Michael Winterbottom’s dramatisation of UK’s Covid response portrays Boris Johnson as buffoonish and vain yet essentially well intentioned

Michael Winterbottom’s This England is two dramas in one. All the attention has been on Kenneth Branagh’s portrayal of Boris Johnson — and there is no denying the novelty of the Belfast-born actor in a fright wig quoting Churchill, Shakespeare and Pericles.

But the six-part series (available in full to stream on Sky and Now, and beginning on Sky Atlantic at 9pm today) is also a forensic chronicling of Britain’s response to Covid-19, with Winterbottom quietly excoriating the UK government for delaying its lockdown and so ratcheting up the death toll. Here there are shades of the director’s Welcome to Sarajevo, his 1997 indictment of western indifference to war crimes in the Balkans, which reached cinemas while people were still dying in Bosnia.
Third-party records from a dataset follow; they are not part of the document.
use std::fmt;

use ssidb_types::{RowId, TxnId};
use thiserror::Error;

/// Primary error type for ssidb transaction operations.
///
/// Conflicts are retryable: the transaction has been aborted and nothing it
/// wrote is visible, so the caller may begin a new transaction and try again.
/// State errors indicate misuse of a transaction handle.
#[derive(Error, Debug, Clone, PartialEq, Eq)]
pub enum MvccError {
    // === Conflicts (retryable) ===
    /// The row's chain head is held by another writer, or was replaced by a
    /// commit newer than this transaction's snapshot.
    #[error("write conflict on row {row}: held by {holder}")]
    WriteConflict { row: RowId, holder: Holder },

    /// SSI validation found a dangerous rw-antidependency structure.
    #[error("serialization failure: {txn} aborted as {reason}")]
    SerializationFailure { txn: TxnId, reason: SsiAbortReason },

    /// The durability layer did not accept the commit record.
    #[error("commit record for {txn} was not durably accepted: {detail}")]
    DurabilityFailure { txn: TxnId, detail: String },

    // === Misuse ===
    /// An operation was issued against a transaction that is not ACTIVE.
    #[error("{txn} is {state}, expected active")]
    InvalidTransactionState { txn: TxnId, state: &'static str },

    /// TxnId space exhausted.
    #[error("transaction id space exhausted")]
    TxnIdExhausted,

    // === Internal ===
    /// Internal logic error (should never happen).
    #[error("internal error: {0}")]
    Internal(String),
}

/// Who currently owns the contended row slot.
#[derive(Debug, Clone, Copy, PartialEq, Eq, Hash)]
pub enum Holder {
    /// An uncommitted writer holds the chain head.
    Txn(TxnId),
    /// A transaction committed a newer version at this timestamp.
    CommittedAt(u64),
    /// The CAS retry budget was exhausted without observing a stable head.
    Contended,
}

impl fmt::Display for Holder {
    fn fmt(&self, f: &mut fmt::Formatter<'_>) -> fmt::Result {
        match self {
            Self::Txn(id) => write!(f, "{id}"),
            Self::CommittedAt(ts) => write!(f, "commit at ts#{ts}"),
            Self::Contended => write!(f, "contending writers"),
        }
    }
}

/// Reason for an SSI abort.
#[derive(Debug, Clone, Copy, PartialEq, Eq, Hash)]
pub enum SsiAbortReason {
    /// This transaction is the pivot (has both in + out rw edges).
    Pivot,
    /// A committed transaction this one depends on is a pivot whose outgoing
    /// edge already committed, so this transaction must abort instead.
    CommittedPivot,
}

impl fmt::Display for SsiAbortReason {
    fn fmt(&self, f: &mut fmt::Formatter<'_>) -> fmt::Result {
        match self {
            Self::Pivot => f.write_str("pivot"),
            Self::CommittedPivot => f.write_str("reader of committed pivot"),
        }
    }
}

/// Reason code attached to every abort outcome.
#[derive(Debug, Clone, Copy, PartialEq, Eq, Hash)]
pub enum AbortReason {
    WriteConflict,
    Serialization(SsiAbortReason),
    Durability,
    /// The logged commit could not be applied to the version store.
    Internal,
    /// Requested by the caller.
    User,
}

/// Coarse classification of errors for callers deciding whether to retry.
#[derive(Debug, Clone, Copy, PartialEq, Eq, Hash)]
#[repr(i32)]
pub enum ErrorCode {
    /// Transient conflict; retry the transaction.
    Busy = 5,
    /// Storage could not persist the commit.
    IoErr = 10,
    /// Library used incorrectly.
    Misuse = 21,
    /// Internal logic error.
    Internal = 2,
    /// Identifier space exhausted.
    Full = 13,
}

impl MvccError {
    /// Map this error to a coarse error code.
    pub const fn error_code(&self) -> ErrorCode {
        match self {
            Self::WriteConflict { .. } | Self::SerializationFailure { .. } => ErrorCode::Busy,
            Self::DurabilityFailure { .. } => ErrorCode::IoErr,
            Self::InvalidTransactionState { .. } => ErrorCode::Misuse,
            Self::TxnIdExhausted => ErrorCode::Full,
            Self::Internal(_) => ErrorCode::Internal,
        }
    }

    /// Whether a fresh transaction retrying the same work may succeed.
    pub const fn is_transient(&self) -> bool {
        matches!(
            self,
            Self::WriteConflict { .. }
                | Self::SerializationFailure { .. }
                | Self::DurabilityFailure { .. }
        )
    }

    /// The abort reason carried by this error, if it forced an abort.
    pub const fn abort_reason(&self) -> Option<AbortReason> {
        match self {
            Self::WriteConflict { .. } => Some(AbortReason::WriteConflict),
            Self::SerializationFailure { reason, .. } => Some(AbortReason::Serialization(*reason)),
            Self::DurabilityFailure { .. } => Some(AbortReason::Durability),
            _ => None,
        }
    }

    /// Human-friendly suggestion for handling this error.
    pub const fn suggestion(&self) -> Option<&'static str> {
        match self {
            Self::WriteConflict { .. } | Self::SerializationFailure { .. } => {
                Some("Retry the transaction; the conflict is transient")
            }
            Self::DurabilityFailure { .. } => {
                Some("Retry once the log device accepts writes again")
            }
            Self::InvalidTransactionState { .. } => Some("Begin a new transaction"),
            _ => None,
        }
    }

    /// Create an internal error.
    pub fn internal(msg: impl Into<String>) -> Self {
        Self::Internal(msg.into())
    }
}

/// Result type alias using `MvccError`.
pub type Result<T> = std::result::Result<T, MvccError>;
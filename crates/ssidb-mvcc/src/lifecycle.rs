//! Transaction lifecycle: begin, read, write, commit, abort.
//!
//! [`TransactionManager`] owns the shared infrastructure (timestamp
//! sequencer, version store, transaction registry, garbage collector and
//! the log/index seams) and drives each caller-owned [`Transaction`]
//! through its state machine.

use std::collections::HashSet;
use std::sync::Arc;

use parking_lot::Mutex;
use smallvec::SmallVec;
use tracing::{debug, error, info, warn};

use ssidb_error::{AbortReason, MvccError, Result};
use ssidb_types::{RowData, RowId, Timestamp, TxnId};

use crate::config::{GcMode, IsolationLevel, MvccConfig, SsiPolicy};
use crate::core_types::{Transaction, TransactionState, VersionIdx, WriteEntry};
use crate::durability::{CommitLogSink, CommitRecord, LoggedWrite, NoopLog};
use crate::gc::{GarbageCollector, GcPassResult, GcRunner, RetireKind, RetiredVersion};
use crate::index::{IndexMaintainer, NoopIndex};
use crate::invariants::{CommitClock, VersionStore};
use crate::metrics::{MvccMetrics, MvccMetricsSnapshot};
use crate::registry::{TxnRegistry, TxnShared};
use crate::ssi;

/// Orchestrates the full transaction lifecycle.
pub struct TransactionManager {
    config: MvccConfig,
    clock: Arc<CommitClock>,
    version_store: Arc<VersionStore>,
    registry: Arc<TxnRegistry>,
    gc: Arc<GarbageCollector>,
    gc_runner: Mutex<Option<GcRunner>>,
    commit_mutex: Mutex<()>,
    log: Arc<dyn CommitLogSink>,
    index: Arc<dyn IndexMaintainer>,
    metrics: Arc<MvccMetrics>,
    /// Creator recorded on bootstrap versions.
    bootstrap_txn: TxnId,
}
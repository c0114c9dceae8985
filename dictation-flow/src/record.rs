//! The medical-procedure record and the deltas that incrementally fill it.
//!
//! A [`Record`] always has the same three sections with the same fixed fields.
//! Deltas arriving from the interpreter are merged with a shallow per-field
//! overwrite: any field present in the delta replaces the stored value, every
//! other field is left alone. Values are not type-checked against the field's
//! default; the interpreter is trusted to send something sensible.

use std::collections::BTreeMap;
use std::fmt;

use serde::ser::SerializeMap;
use serde::{Deserialize, Deserializer, Serialize, Serializer};
use serde_json::{Map, Value};
use tracing::warn;

/// One of the three fixed groupings of a record.
#[derive(Debug, Clone, Copy, PartialEq, Eq, Hash, Serialize, Deserialize)]
#[serde(rename_all = "snake_case")]
pub enum SectionKind {
    Patient,
    Procedure,
    Coding,
}

#[derive(Debug, Clone, Copy)]
enum FieldKind {
    Text,
    Number,
    List,
}

impl FieldKind {
    fn empty(self) -> FieldValue {
        match self {
            FieldKind::Text => FieldValue::Text(String::new()),
            FieldKind::Number => FieldValue::Number(0.into()),
            FieldKind::List => FieldValue::List(Vec::new()),
        }
    }
}

const PATIENT_FIELDS: &[(&str, FieldKind)] = &[
    ("name", FieldKind::Text),
    ("age", FieldKind::Number),
    ("sex", FieldKind::Text),
];

const PROCEDURE_FIELDS: &[(&str, FieldKind)] = &[
    ("date", FieldKind::Text),
    ("location", FieldKind::Text),
    ("preoperative_diagnosis", FieldKind::Text),
    ("postoperative_diagnosis", FieldKind::Text),
    ("procedures_performed", FieldKind::List),
    ("surgeon", FieldKind::Text),
    ("assistant_surgeon", FieldKind::Text),
];

const CODING_FIELDS: &[(&str, FieldKind)] = &[
    ("cpt", FieldKind::List),
    ("snomed_ct", FieldKind::List),
    ("icd_10", FieldKind::List),
];

impl SectionKind {
    pub const ALL: [SectionKind; 3] = [
        SectionKind::Patient,
        SectionKind::Procedure,
        SectionKind::Coding,
    ];

    /// Key used for this section on the wire.
    pub fn key(self) -> &'static str {
        match self {
            SectionKind::Patient => "patient",
            SectionKind::Procedure => "procedure",
            SectionKind::Coding => "coding",
        }
    }

    /// Human-readable label shown next to the section's progress.
    pub fn label(self) -> &'static str {
        match self {
            SectionKind::Patient => "Patient Info",
            SectionKind::Procedure => "Procedure Details",
            SectionKind::Coding => "Coding",
        }
    }

    pub fn from_key(key: &str) -> Option<Self> {
        Self::ALL.into_iter().find(|kind| kind.key() == key)
    }

    /// Field names of this section, in display order.
    pub fn field_names(self) -> impl Iterator<Item = &'static str> {
        self.schema().iter().map(|(name, _)| *name)
    }

    fn schema(self) -> &'static [(&'static str, FieldKind)] {
        match self {
            SectionKind::Patient => PATIENT_FIELDS,
            SectionKind::Procedure => PROCEDURE_FIELDS,
            SectionKind::Coding => CODING_FIELDS,
        }
    }
}

impl fmt::Display for SectionKind {
    fn fmt(&self, f: &mut fmt::Formatter<'_>) -> fmt::Result {
        f.write_str(self.key())
    }
}

/// A coded diagnosis or procedure (CPT, SNOMED CT, ICD-10).
#[derive(Debug, Clone, PartialEq, Eq, Serialize, Deserialize)]
pub struct CodedItem {
    pub code: String,
    pub description: String,
}

impl CodedItem {
    pub fn new(code: impl Into<String>, description: impl Into<String>) -> Self {
        Self {
            code: code.into(),
            description: description.into(),
        }
    }
}

/// Entry of a sequence-valued field.
#[derive(Debug, Clone, PartialEq, Serialize, Deserialize)]
#[serde(untagged)]
pub enum ListItem {
    Coded(CodedItem),
    Plain(Value),
}

impl ListItem {
    fn display(&self) -> String {
        match self {
            ListItem::Coded(item) => format!("{}: {}", item.code, item.description),
            ListItem::Plain(Value::String(text)) => text.clone(),
            ListItem::Plain(other) => other.to_string(),
        }
    }
}

impl From<CodedItem> for ListItem {
    fn from(item: CodedItem) -> Self {
        ListItem::Coded(item)
    }
}

impl From<&str> for ListItem {
    fn from(text: &str) -> Self {
        ListItem::Plain(Value::String(text.to_string()))
    }
}

/// Value held by a record field.
#[derive(Debug, Clone, PartialEq, Serialize, Deserialize)]
#[serde(untagged)]
pub enum FieldValue {
    Null,
    Bool(bool),
    Number(serde_json::Number),
    Text(String),
    List(Vec<ListItem>),
    Object(Map<String, Value>),
}

impl FieldValue {
    /// A value is complete when it is a non-empty sequence or a scalar that is
    /// not empty text, zero or null.
    pub fn is_complete(&self) -> bool {
        match self {
            FieldValue::Null => false,
            FieldValue::Bool(_) => true,
            FieldValue::Number(n) => n.as_f64().is_some_and(|v| v != 0.0),
            FieldValue::Text(text) => !text.is_empty(),
            FieldValue::List(items) => !items.is_empty(),
            FieldValue::Object(_) => true,
        }
    }

    /// Text form of the value. Falsy scalars render as empty text; sequences
    /// render one item per line.
    pub fn display(&self) -> String {
        match self {
            FieldValue::Null | FieldValue::Bool(false) => String::new(),
            FieldValue::Bool(true) => "true".to_string(),
            FieldValue::Number(n) if n.as_f64() == Some(0.0) => String::new(),
            FieldValue::Number(n) => n.to_string(),
            FieldValue::Text(text) => text.clone(),
            FieldValue::List(items) => items
                .iter()
                .map(ListItem::display)
                .collect::<Vec<_>>()
                .join("\n"),
            FieldValue::Object(map) => Value::Object(map.clone()).to_string(),
        }
    }
}

impl From<&str> for FieldValue {
    fn from(text: &str) -> Self {
        FieldValue::Text(text.to_string())
    }
}

impl From<String> for FieldValue {
    fn from(text: String) -> Self {
        FieldValue::Text(text)
    }
}

impl From<i32> for FieldValue {
    fn from(n: i32) -> Self {
        FieldValue::Number(n.into())
    }
}

impl From<i64> for FieldValue {
    fn from(n: i64) -> Self {
        FieldValue::Number(n.into())
    }
}

impl From<f64> for FieldValue {
    fn from(n: f64) -> Self {
        serde_json::Number::from_f64(n)
            .map(FieldValue::Number)
            .unwrap_or(FieldValue::Null)
    }
}

impl From<bool> for FieldValue {
    fn from(flag: bool) -> Self {
        FieldValue::Bool(flag)
    }
}

impl From<Vec<CodedItem>> for FieldValue {
    fn from(items: Vec<CodedItem>) -> Self {
        FieldValue::List(items.into_iter().map(ListItem::Coded).collect())
    }
}

impl From<Vec<ListItem>> for FieldValue {
    fn from(items: Vec<ListItem>) -> Self {
        FieldValue::List(items)
    }
}

impl From<ListItem> for Value {
    fn from(item: ListItem) -> Self {
        match item {
            ListItem::Coded(CodedItem { code, description }) => {
                let mut map = Map::new();
                map.insert("code".to_string(), Value::String(code));
                map.insert("description".to_string(), Value::String(description));
                Value::Object(map)
            }
            ListItem::Plain(value) => value,
        }
    }
}

impl From<FieldValue> for Value {
    fn from(value: FieldValue) -> Self {
        match value {
            FieldValue::Null => Value::Null,
            FieldValue::Bool(flag) => Value::Bool(flag),
            FieldValue::Number(n) => Value::Number(n),
            FieldValue::Text(text) => Value::String(text),
            FieldValue::List(items) => Value::Array(items.into_iter().map(Value::from).collect()),
            FieldValue::Object(map) => Value::Object(map),
        }
    }
}

#[derive(Debug, Clone, PartialEq)]
pub struct Field {
    pub name: &'static str,
    pub value: FieldValue,
}

/// A named group of fields. Serializes as a JSON object in field order.
#[derive(Debug, Clone, PartialEq)]
pub struct Section {
    kind: SectionKind,
    fields: Vec<Field>,
}

impl Section {
    /// Section with every field at its empty default.
    pub fn new(kind: SectionKind) -> Self {
        let fields = kind
            .schema()
            .iter()
            .map(|&(name, field_kind)| Field {
                name,
                value: field_kind.empty(),
            })
            .collect();
        Self::with_fields(kind, fields)
    }

    pub(crate) fn with_fields(kind: SectionKind, fields: Vec<Field>) -> Self {
        Self { kind, fields }
    }

    pub fn kind(&self) -> SectionKind {
        self.kind
    }

    pub fn fields(&self) -> &[Field] {
        &self.fields
    }

    pub fn get(&self, name: &str) -> Option<&FieldValue> {
        self.fields
            .iter()
            .find(|field| field.name == name)
            .map(|field| &field.value)
    }

    /// Overwrite a field. Returns `false` when the section has no such field.
    pub fn set(&mut self, name: &str, value: FieldValue) -> bool {
        match self.fields.iter_mut().find(|field| field.name == name) {
            Some(field) => {
                field.value = value;
                true
            }
            None => false,
        }
    }
}

impl Serialize for Section {
    fn serialize<S: Serializer>(&self, serializer: S) -> Result<S::Ok, S::Error> {
        let mut map = serializer.serialize_map(Some(self.fields.len()))?;
        for field in &self.fields {
            map.serialize_entry(field.name, &field.value)?;
        }
        map.end()
    }
}

/// Partial record describing field-level overwrites.
///
/// Sections are kept as raw JSON until merged so that one malformed section
/// does not cost the rest of the delta.
#[derive(Debug, Clone, Default, PartialEq, Serialize, Deserialize)]
#[serde(transparent)]
pub struct RecordDelta(BTreeMap<String, Value>);

impl RecordDelta {
    pub fn new() -> Self {
        Self::default()
    }

    /// Builder-style helper used by hosts and tests.
    pub fn with(
        mut self,
        section: SectionKind,
        field: impl Into<String>,
        value: impl Into<FieldValue>,
    ) -> Self {
        let value: FieldValue = value.into();
        let entry = self
            .0
            .entry(section.key().to_string())
            .or_insert_with(|| Value::Object(Map::new()));
        if !entry.is_object() {
            *entry = Value::Object(Map::new());
        }
        if let Value::Object(fields) = entry {
            fields.insert(field.into(), value.into());
        }
        self
    }

    pub fn is_empty(&self) -> bool {
        self.len() == 0
    }

    /// Number of field overwrites carried by the delta.
    pub fn len(&self) -> usize {
        self.0
            .values()
            .filter_map(Value::as_object)
            .map(Map::len)
            .sum()
    }
}

/// The structured medical-procedure document being filled.
#[derive(Debug, Clone, PartialEq, Serialize)]
pub struct Record {
    patient: Section,
    procedure: Section,
    coding: Section,
}

impl Record {
    /// Fresh record with the fixed shape and all fields empty.
    pub fn new() -> Self {
        Self {
            patient: Section::new(SectionKind::Patient),
            procedure: Section::new(SectionKind::Procedure),
            coding: Section::new(SectionKind::Coding),
        }
    }

    pub fn section(&self, kind: SectionKind) -> &Section {
        match kind {
            SectionKind::Patient => &self.patient,
            SectionKind::Procedure => &self.procedure,
            SectionKind::Coding => &self.coding,
        }
    }

    fn section_mut(&mut self, kind: SectionKind) -> &mut Section {
        match kind {
            SectionKind::Patient => &mut self.patient,
            SectionKind::Procedure => &mut self.procedure,
            SectionKind::Coding => &mut self.coding,
        }
    }

    pub fn sections(&self) -> impl Iterator<Item = &Section> {
        SectionKind::ALL.into_iter().map(|kind| self.section(kind))
    }

    pub fn get(&self, section: SectionKind, field: &str) -> Option<&FieldValue> {
        self.section(section).get(field)
    }

    /// Apply a delta with shallow per-field overwrite.
    ///
    /// Sections and fields outside the fixed shape are skipped, as are `null`
    /// sections. Returns the `section.field` paths that were written.
    pub fn merge(&mut self, delta: RecordDelta) -> Vec<String> {
        let mut applied = Vec::with_capacity(delta.len());
        for (section_key, fields) in delta.0 {
            let Some(kind) = SectionKind::from_key(&section_key) else {
                warn!(section = %section_key, "ignoring unknown section in record delta");
                continue;
            };
            let fields = match fields {
                Value::Object(fields) => fields,
                Value::Null => continue,
                _ => {
                    warn!(section = %kind, "ignoring non-object section in record delta");
                    continue;
                }
            };
            let section = self.section_mut(kind);
            for (name, value) in fields {
                let value = match serde_json::from_value::<FieldValue>(value) {
                    Ok(value) => value,
                    Err(e) => {
                        warn!(section = %kind, field = %name, error = %e, "ignoring undecodable field in record delta");
                        continue;
                    }
                };
                if section.set(&name, value) {
                    applied.push(format!("{kind}.{name}"));
                } else {
                    warn!(section = %kind, field = %name, "ignoring unknown field in record delta");
                }
            }
        }
        applied
    }

    /// Replace the record wholesale with an empty one.
    pub fn reset(&mut self) {
        *self = Self::new();
    }
}

impl Default for Record {
    fn default() -> Self {
        Self::new()
    }
}

impl<'de> Deserialize<'de> for Record {
    fn deserialize<D: Deserializer<'de>>(deserializer: D) -> Result<Self, D::Error> {
        let delta = RecordDelta::deserialize(deserializer)?;
        let mut record = Record::new();
        record.merge(delta);
        Ok(record)
    }
}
As a critique of the UK government’s response to Covid, This England is unflinching. It’s also compelling television

Is it too soon for This England? That will depend on viewers’ experiences of the pandemic. For those who lost someone to the virus the answer is potentially yes. (Winterbottom reportedly started working on the drama in the summer of 2020.) That said, this isn’t the first UK drama to aim at Downing Street’s handling of the calamity — Together, the Sharon Horgan–James McAvoy two-hander on the BBC last year, was far harder-hitting — while Covid-ward documentaries were common even before the pandemic had peaked.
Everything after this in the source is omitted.